**BRIEF**
Only the lines from the start of the material through the line containing "reading order, then" are to be extracted, exactly as they appear.

**RAW DATA**

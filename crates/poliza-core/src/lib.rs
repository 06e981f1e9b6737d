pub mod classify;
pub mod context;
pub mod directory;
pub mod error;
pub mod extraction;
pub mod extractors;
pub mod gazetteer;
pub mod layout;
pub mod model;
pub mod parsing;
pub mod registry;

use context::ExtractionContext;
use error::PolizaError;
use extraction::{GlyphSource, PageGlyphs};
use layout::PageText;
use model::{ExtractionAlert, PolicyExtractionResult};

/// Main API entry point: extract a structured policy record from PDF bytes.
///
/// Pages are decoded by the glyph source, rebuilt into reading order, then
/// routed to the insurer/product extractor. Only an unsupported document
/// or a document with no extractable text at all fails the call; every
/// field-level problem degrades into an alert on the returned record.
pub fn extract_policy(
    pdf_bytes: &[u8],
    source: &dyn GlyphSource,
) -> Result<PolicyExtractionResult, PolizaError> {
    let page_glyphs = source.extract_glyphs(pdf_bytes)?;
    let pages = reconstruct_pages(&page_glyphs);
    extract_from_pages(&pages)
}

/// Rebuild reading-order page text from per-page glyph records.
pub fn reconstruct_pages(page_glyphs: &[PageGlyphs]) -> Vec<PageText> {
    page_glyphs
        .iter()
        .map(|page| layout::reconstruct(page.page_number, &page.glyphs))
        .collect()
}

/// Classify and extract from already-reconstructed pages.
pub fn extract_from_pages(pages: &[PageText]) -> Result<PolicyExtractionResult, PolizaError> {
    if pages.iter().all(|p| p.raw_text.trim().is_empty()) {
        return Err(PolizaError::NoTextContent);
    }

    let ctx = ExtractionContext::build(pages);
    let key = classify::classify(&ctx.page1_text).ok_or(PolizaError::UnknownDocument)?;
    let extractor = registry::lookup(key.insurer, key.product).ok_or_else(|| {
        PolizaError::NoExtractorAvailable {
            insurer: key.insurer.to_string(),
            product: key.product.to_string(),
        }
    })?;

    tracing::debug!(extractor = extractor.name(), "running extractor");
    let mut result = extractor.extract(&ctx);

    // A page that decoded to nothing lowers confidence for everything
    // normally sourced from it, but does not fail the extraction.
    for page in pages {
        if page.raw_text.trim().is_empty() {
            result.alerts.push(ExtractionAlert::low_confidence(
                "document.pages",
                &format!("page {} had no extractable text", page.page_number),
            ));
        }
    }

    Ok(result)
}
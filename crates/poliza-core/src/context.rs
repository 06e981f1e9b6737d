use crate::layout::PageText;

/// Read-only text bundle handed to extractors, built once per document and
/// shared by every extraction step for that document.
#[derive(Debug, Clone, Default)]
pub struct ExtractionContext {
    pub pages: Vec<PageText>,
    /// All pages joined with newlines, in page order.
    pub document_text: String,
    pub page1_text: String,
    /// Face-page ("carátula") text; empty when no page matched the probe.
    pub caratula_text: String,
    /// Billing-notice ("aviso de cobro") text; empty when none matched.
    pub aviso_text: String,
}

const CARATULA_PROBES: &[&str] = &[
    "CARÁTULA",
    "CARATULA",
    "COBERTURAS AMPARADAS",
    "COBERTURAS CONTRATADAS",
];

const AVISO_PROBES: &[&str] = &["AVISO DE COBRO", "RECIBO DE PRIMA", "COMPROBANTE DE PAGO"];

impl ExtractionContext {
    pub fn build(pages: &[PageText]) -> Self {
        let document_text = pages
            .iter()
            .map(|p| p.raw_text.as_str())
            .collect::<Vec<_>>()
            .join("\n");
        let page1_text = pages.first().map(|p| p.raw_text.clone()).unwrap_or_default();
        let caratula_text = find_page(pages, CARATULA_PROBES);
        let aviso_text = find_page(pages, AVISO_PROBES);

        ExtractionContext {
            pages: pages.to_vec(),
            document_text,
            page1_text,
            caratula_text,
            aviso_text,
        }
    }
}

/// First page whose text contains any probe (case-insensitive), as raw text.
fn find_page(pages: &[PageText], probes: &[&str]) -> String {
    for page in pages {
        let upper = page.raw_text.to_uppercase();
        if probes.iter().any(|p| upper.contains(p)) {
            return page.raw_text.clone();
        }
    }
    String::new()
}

**EXERCISE ANSWER**
filename crates/poliza-core/src/lib.rs
repository 06e981f1e9b6737d
pub mod classify;
pub mod context;
pub mod directory;
pub mod error;
pub mod extraction;
pub mod extractors;
pub mod gazetteer;
pub mod layout;
pub mod model;
pub mod parsing;
pub mod registry;

use context::ExtractionContext;
use error::PolizaError;
use extraction::{GlyphSource, PageGlyphs};
use layout::PageText;
use model::{ExtractionAlert, PolicyExtractionResult};

/// Main API entry point: extract a structured policy record from PDF bytes.
///
/// Pages are decoded by the glyph source, rebuilt into reading order, then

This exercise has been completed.